Menurut Imam Bukhari, lebih dari 800 orang meriwayatkan hadis darinya. Di antara yang paling banyak meriwayatkan darinya adalah Abu Salamah bin Abdurrahman, Said bin Musayyib, dan lainnya.[7]
Kesalehan dan Ibadahnya
Abu Hurairah dikenal sebagai sosok yang sangat taat dan kuat beribadah. Beliau sering membagi malamnya menjadi tiga bagian: sepertiga untuk shalat, sepertiga untuk membaca al Qur'an, dan sepertiga untuk tidur. Ia juga rajin berpuasa Senin dan Kamis, serta sering mengingatkan umat Islam untuk berlindung dari siksa neraka.
Al imam Ibnu Katsir berkata : “Abu Hurairah berkata: Aku membagi malam menjadi tiga bagian. Sepertiga untuk membaca Al-Qur'an, sepertiga untuk tidur, dan sepertiga untuk mengingat hadis Rasulullah ﷺ.”[8]
Dari Abu Utsman An Nahdi, ia berkata,”Aku pernah bermalam bersama Abu Hurairah selama tujuh hari. Dan menjadi kebiasaan Abu Hurairah, isteri dan pembantunya untuk saling bergantian menjadikan malam tiga bagian.Seorang dari mereka shalat kemudian membangunkan yang lainnya …”[9]
Warisan Ilmu dan Hikmah
Abu Hurairah radhiyallahu’anhu meninggalkan banyak pelajaran berharga melalui hadis yang diriwayatkannya dan nasihat yang diberikannya.
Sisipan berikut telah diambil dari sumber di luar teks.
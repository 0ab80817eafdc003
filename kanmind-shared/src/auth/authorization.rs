/// Board-level access control
///
/// Every board, task and comment is governed by exactly one board. Access to
/// any of them is granted to that board's owner and members, nobody else.
///
/// # Resolution
///
/// - a board governs itself
/// - a task is governed by its board
/// - a comment is governed by its task's board
///
/// # Decision
///
/// 1. No principal: [`AuthzError::Unauthenticated`] (401)
/// 2. Principal is neither owner nor member: [`AuthzError::Forbidden`] (403)
///
/// # Example
///
/// ```no_run
/// use kanmind_shared::auth::authorization::{authorize, resolve_board, Resource};
/// use sqlx::PgPool;
/// use uuid::Uuid;
///
/// # async fn example(pool: PgPool, user_id: Uuid, task_id: Uuid) -> Result<(), Box<dyn std::error::Error>> {
/// let task = kanmind_shared::models::task::Task::find_by_id(&pool, task_id).await?.unwrap();
/// let access = resolve_board(&pool, Resource::Task(&task)).await?;
/// authorize(Some(user_id), &access)?;
/// # Ok(())
/// # }
/// ```

use sqlx::PgPool;
use uuid::Uuid;

use crate::models::board::Board;
use crate::models::comment::Comment;
use crate::models::task::Task;

/// Error type for authorization checks
#[derive(Debug, thiserror::Error)]
pub enum AuthzError {
    /// No authenticated principal
    #[error("Authentication credentials were not provided")]
    Unauthenticated,

    /// Principal is not the owner or a member of the governing board
    #[error("You do not have permission to access this board")]
    Forbidden,

    /// The resource's governing board could not be determined
    #[error("Cannot resolve governing board for {0}")]
    UnsupportedResource(String),

    /// Database error
    #[error("Database error: {0}")]
    DatabaseError(#[from] sqlx::Error),
}

/// A resource whose access is decided by its governing board
#[derive(Debug, Clone, Copy)]
pub enum Resource<'a> {
    Board(&'a Board),
    Task(&'a Task),
    Comment(&'a Comment),
}

/// Where to look for a resource's governing board
#[derive(Debug, Clone, Copy, PartialEq, Eq)]
pub enum GoverningBoard {
    /// The board ID is known directly
    Board(Uuid),

    /// Resolve through the given task
    ViaTask(Uuid),
}

impl Resource<'_> {
    pub fn governing_board(&self) -> GoverningBoard {
        match self {
            Resource::Board(board) => GoverningBoard::Board(board.id),
            Resource::Task(task) => GoverningBoard::Board(task.board_id),
            Resource::Comment(comment) => GoverningBoard::ViaTask(comment.task_id),
        }
    }

    fn describe(&self) -> String {
        match self {
            Resource::Board(board) => format!("board {}", board.id),
            Resource::Task(task) => format!("task {}", task.id),
            Resource::Comment(comment) => format!("comment {}", comment.id),
        }
    }
}

/// Owner and member set of one board
#[derive(Debug, Clone, PartialEq, Eq)]
pub struct BoardAccess {
    pub board_id: Uuid,
    pub owner_id: Uuid,
    pub member_ids: Vec<Uuid>,
}

impl BoardAccess {
    /// Owner or member
    pub fn allows(&self, user_id: Uuid) -> bool {
        self.owner_id == user_id || self.member_ids.contains(&user_id)
    }

    /// Loads the access set for a board row.
    pub async fn load(pool: &PgPool, board: &Board) -> Result<Self, sqlx::Error> {
        let member_ids = Board::member_ids(pool, board.id).await?;

        Ok(Self {
            board_id: board.id,
            owner_id: board.owner_id,
            member_ids,
        })
    }
}

/// Finds the governing board of `resource` and loads its access set.
pub async fn resolve_board(pool: &PgPool, resource: Resource<'_>) -> Result<BoardAccess, AuthzError> {
    let board_id = match resource.governing_board() {
        GoverningBoard::Board(id) => id,
        GoverningBoard::ViaTask(task_id) => Task::find_by_id(pool, task_id)
            .await?
            .map(|task| task.board_id)
            .ok_or_else(|| AuthzError::UnsupportedResource(resource.describe()))?,
    };

    let board = match resource {
        Resource::Board(board) => board.clone(),
        _ => Board::find_by_id(pool, board_id)
            .await?
            .ok_or_else(|| AuthzError::UnsupportedResource(resource.describe()))?,
    };

    Ok(BoardAccess::load(pool, &board).await?)
}

/// Decides whether `principal` may act on the board.
pub fn authorize(principal: Option<Uuid>, access: &BoardAccess) -> Result<Uuid, AuthzError> {
    let user_id = require_principal(principal)?;

    if !access.allows(user_id) {
        tracing::warn!(%user_id, board_id = %access.board_id, "Board access denied");
        return Err(AuthzError::Forbidden);
    }

    Ok(user_id)
}

/// Operations that need a caller but no board (listing, board creation).
pub fn require_principal(principal: Option<Uuid>) -> Result<Uuid, AuthzError> {
    principal.ok_or(AuthzError::Unauthenticated)
}
//! Panic hook for terminal restoration.

use super::setup::emergency_restore;
use std::panic;

/// Install a panic hook that restores the terminal before the original hook
/// prints the panic message.
///
/// Call this early in `main()`, before creating the `TerminalManager`.
pub fn setup_panic_hook() {
    let original_hook = panic::take_hook();

    panic::set_hook(Box::new(move |panic_info| {
        emergency_restore();
        original_hook(panic_info);
    }));
}
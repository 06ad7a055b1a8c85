//! Running score and session high score.

/// `high_score >= score` holds after every update.
#[derive(Debug, Clone, Copy, Default, PartialEq, Eq)]
pub struct ScoreState {
    pub score: u32,
    pub high_score: u32,
}

impl ScoreState {
    pub fn new() -> Self {
        Self::default()
    }

    /// +1 for a correct answer, -1 floored at 0 otherwise; the high score
    /// follows in the same update.
    pub fn apply(&mut self, correct: bool) {
        self.score = if correct {
            self.score + 1
        } else {
            self.score.saturating_sub(1)
        };
        self.high_score = self.high_score.max(self.score);
    }
}
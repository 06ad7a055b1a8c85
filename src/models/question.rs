//! Questions as served by the provider.

use serde::Deserialize;

use super::{deserialize_nullable_string, Difficulty};

/// A multiple-choice question. Text fields are still HTML-escaped.
#[derive(Debug, Clone, PartialEq, Eq, Deserialize)]
pub struct Question {
    #[serde(rename = "question")]
    pub question_html: String,
    pub correct_answer: String,
    pub incorrect_answers: Vec<String>,
    #[serde(default, deserialize_with = "deserialize_nullable_string")]
    pub category: String,
    #[serde(default, deserialize_with = "deserialize_nullable_string")]
    pub difficulty: String,
}

impl Question {
    pub fn new(
        question_html: impl Into<String>,
        correct_answer: impl Into<String>,
        incorrect_answers: Vec<String>,
    ) -> Self {
        Self {
            question_html: question_html.into(),
            correct_answer: correct_answer.into(),
            incorrect_answers,
            category: String::new(),
            difficulty: String::new(),
        }
    }

    /// Answer choices: the incorrect answers in server order, then the correct one.
    ///
    /// Not shuffled, so the correct answer is always last.
    pub fn choices(&self) -> Vec<&str> {
        self.incorrect_answers
            .iter()
            .map(String::as_str)
            .chain(std::iter::once(self.correct_answer.as_str()))
            .collect()
    }

    /// Exact, case-sensitive comparison against the server's text.
    pub fn is_correct(&self, answer: &str) -> bool {
        answer == self.correct_answer
    }
}

/// Questions fetched for the current round.
///
/// `Empty` is the explicit "provider had nothing" marker and is distinct
/// from `NotFetched`. It remembers the query that came back empty, so later
/// edits to the setup form do not change what it reports. `Loaded` never
/// holds an empty vector.
#[derive(Debug, Clone, Default, PartialEq, Eq)]
pub enum QuestionBatch {
    #[default]
    NotFetched,
    Empty {
        category_id: String,
        difficulty: Difficulty,
    },
    Loaded(Vec<Question>),
}

impl QuestionBatch {
    /// `Loaded` for a non-empty result, otherwise `Empty` for the given query.
    pub fn from_results(results: Vec<Question>, category_id: &str, difficulty: Difficulty) -> Self {
        if results.is_empty() {
            QuestionBatch::Empty {
                category_id: category_id.to_string(),
                difficulty,
            }
        } else {
            QuestionBatch::Loaded(results)
        }
    }

    /// The active question. Later entries are fetched but never shown.
    pub fn first(&self) -> Option<&Question> {
        match self {
            QuestionBatch::Loaded(questions) => questions.first(),
            _ => None,
        }
    }

    pub fn is_loaded(&self) -> bool {
        matches!(self, QuestionBatch::Loaded(_))
    }

    pub fn is_empty_marker(&self) -> bool {
        matches!(self, QuestionBatch::Empty { .. })
    }

    /// Category id and difficulty of the query that returned nothing.
    pub fn empty_query(&self) -> Option<(&str, Difficulty)> {
        match self {
            QuestionBatch::Empty {
                category_id,
                difficulty,
            } => Some((category_id.as_str(), *difficulty)),
            _ => None,
        }
    }
}
//! Color theme constants for the trivia UI
//!
//! Defines the minimal dark color palette used throughout the UI.

use ratatui::style::Color;

/// Primary border color - dark gray for minimal aesthetic
pub const COLOR_BORDER: Color = Color::DarkGray;

/// Accent color - white for highlights and important elements
pub const COLOR_ACCENT: Color = Color::White;

/// Header text color - white for the title
pub const COLOR_HEADER: Color = Color::White;

/// Focused field / cursor row
pub const COLOR_FOCUS: Color = Color::Cyan;

/// Correct answer and selected radio - green #04B575
pub const COLOR_SUCCESS: Color = Color::Rgb(4, 181, 117);

/// Error messages and wrong answers
pub const COLOR_ERROR: Color = Color::Red;

/// Loading indicators
pub const COLOR_LOADING: Color = Color::Yellow;

/// Dim text for less important info
pub const COLOR_DIM: Color = Color::DarkGray;

/// Unfocused option text
pub const COLOR_MUTED: Color = Color::Gray;
//! UI rendering for the trivia quiz
//!
//! Every frame draws the same chrome: a header, the score panel, a status
//! line and a hint footer. The body in between belongs to whichever screen
//! the session state derives (see [`crate::session::Screen`]).
//!
//! Rendering never mutates the [`App`]; mount effects such as scoring run in
//! [`App::sync_screen`] before a frame is drawn.

mod helpers;
mod question;
mod result;
mod setup;
mod theme;

pub use helpers::{radio_marker, spinner_frame, truncate_with_ellipsis, SPINNER_FRAMES};
pub use theme::{
    COLOR_ACCENT, COLOR_BORDER, COLOR_DIM, COLOR_ERROR, COLOR_FOCUS, COLOR_HEADER,
    COLOR_LOADING, COLOR_MUTED, COLOR_SUCCESS,
};

use ratatui::{
    layout::{Alignment, Constraint, Layout, Rect},
    style::{Modifier, Style},
    text::{Line, Span},
    widgets::{Block, BorderType, Borders, Paragraph},
    Frame,
};

use crate::app::App;
use crate::session::Screen;

pub const TITLE: &str = "Trivia Quiz";
pub const SUBTITLE: &str = "How Much Do You Know?";

// ============================================================================
// Main UI Rendering
// ============================================================================

/// Main render function
pub fn render(frame: &mut Frame, app: &App) {
    let [header_area, score_area, status_area, body_area, footer_area] = Layout::vertical([
        Constraint::Length(4),
        Constraint::Length(1),
        Constraint::Length(1),
        Constraint::Min(0),
        Constraint::Length(1),
    ])
    .areas(frame.area());

    render_header(frame, header_area);
    render_score_panel(frame, score_area, app);
    render_status_line(frame, status_area, app);

    let screen = app.screen();
    let body_block = Block::default()
        .borders(Borders::ALL)
        .border_type(BorderType::Rounded)
        .border_style(Style::default().fg(COLOR_BORDER))
        .title(Span::styled(
            format!(" {} ", screen_title(screen)),
            Style::default().fg(COLOR_ACCENT),
        ));
    let body_inner = helpers::inner_rect(body_block.inner(body_area), 1);
    frame.render_widget(body_block, body_area);

    match screen {
        Screen::Setup => setup::render(frame, body_inner, app),
        Screen::Question => question::render(frame, body_inner, app),
        Screen::Result => result::render(frame, body_inner, app),
    }

    render_footer(frame, footer_area, app);
}

fn screen_title(screen: Screen) -> &'static str {
    match screen {
        Screen::Setup => "Setup",
        Screen::Question => "Question",
        Screen::Result => "Result",
    }
}

fn render_header(frame: &mut Frame, area: Rect) {
    let lines = vec![
        Line::styled(
            TITLE,
            Style::default()
                .fg(COLOR_HEADER)
                .add_modifier(Modifier::BOLD),
        ),
        Line::styled(SUBTITLE, Style::default().fg(COLOR_DIM)),
    ];
    let header = Paragraph::new(lines).alignment(Alignment::Center).block(
        Block::default()
            .borders(Borders::TOP | Borders::BOTTOM)
            .border_style(Style::default().fg(COLOR_BORDER)),
    );
    frame.render_widget(header, area);
}

fn render_score_panel(frame: &mut Frame, area: Rect, app: &App) {
    let score = &app.session.score;
    let line = Line::from(vec![
        Span::styled(
            format!("Score: {}", score.score),
            Style::default().fg(COLOR_ACCENT).add_modifier(Modifier::BOLD),
        ),
        Span::raw("    "),
        Span::styled(
            format!("High Score: {}", score.high_score),
            Style::default().fg(COLOR_SUCCESS),
        ),
    ]);
    frame.render_widget(Paragraph::new(line).alignment(Alignment::Center), area);
}

fn render_status_line(frame: &mut Frame, area: Rect, app: &App) {
    if !app.session.loading_questions {
        return;
    }
    let line = Line::styled(
        format!("{} Loading questions...", spinner_frame(app.tick_count)),
        Style::default().fg(COLOR_LOADING),
    );
    frame.render_widget(Paragraph::new(line).alignment(Alignment::Center), area);
}

fn render_footer(frame: &mut Frame, area: Rect, app: &App) {
    let back_home = app.session.error.is_some();
    let hints = match app.screen() {
        Screen::Setup => {
            let mut hints = "tab/\u{2191}\u{2193} field   \u{2190}\u{2192} choose   enter take quiz".to_string();
            if back_home && app.session.questions.is_empty_marker() {
                hints.push_str("   esc back home");
            }
            hints
        }
        Screen::Question => {
            let mut hints =
                "\u{2191}\u{2193} navigate   space/1-4 select   enter submit".to_string();
            if back_home {
                hints.push_str("   esc back home");
            }
            hints
        }
        Screen::Result => "enter/r play again   q quit".to_string(),
    };
    let hints = format!("{}   ctrl+c exit", hints);
    let text = truncate_with_ellipsis(&hints, area.width as usize);
    frame.render_widget(
        Line::styled(text, Style::default().fg(COLOR_DIM)),
        area,
    );
}

/// Error banner used by the setup and question screens.
pub(crate) fn error_line(message: &str) -> Line<'static> {
    Line::styled(message.to_string(), Style::default().fg(COLOR_ERROR))
}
Ia adalah teladan dalam kecintaan kepada Rasulullah ﷺ, pengabdian, serta kerendahan hati dan kedermawanan. Semoga Allah meridhai beliau dan menjadikannya teladan bagi kita semua.
[1] Al Mustadrak (3/507) Al Ishabah (4/202).
[2] Sunan at Tirmidzi (5/350), Al Mustadrak (3/506).
[3] Siyar A‘lam al-Nubala’ (2/262), al Ishabah (4/210).
[4] Shahih al Bukhari (5/74).
[5] Shahih al Bukhari (4/247) Shahih Muslim dengan Syarah Nawawi (16/52)
[6] Shahih Muslim dengan Syarah Nawawi (16/51-52).
[7] Tahdzib al Kamal (1/1655)
[8] Al Bidayah wa An Nihayah (8/113).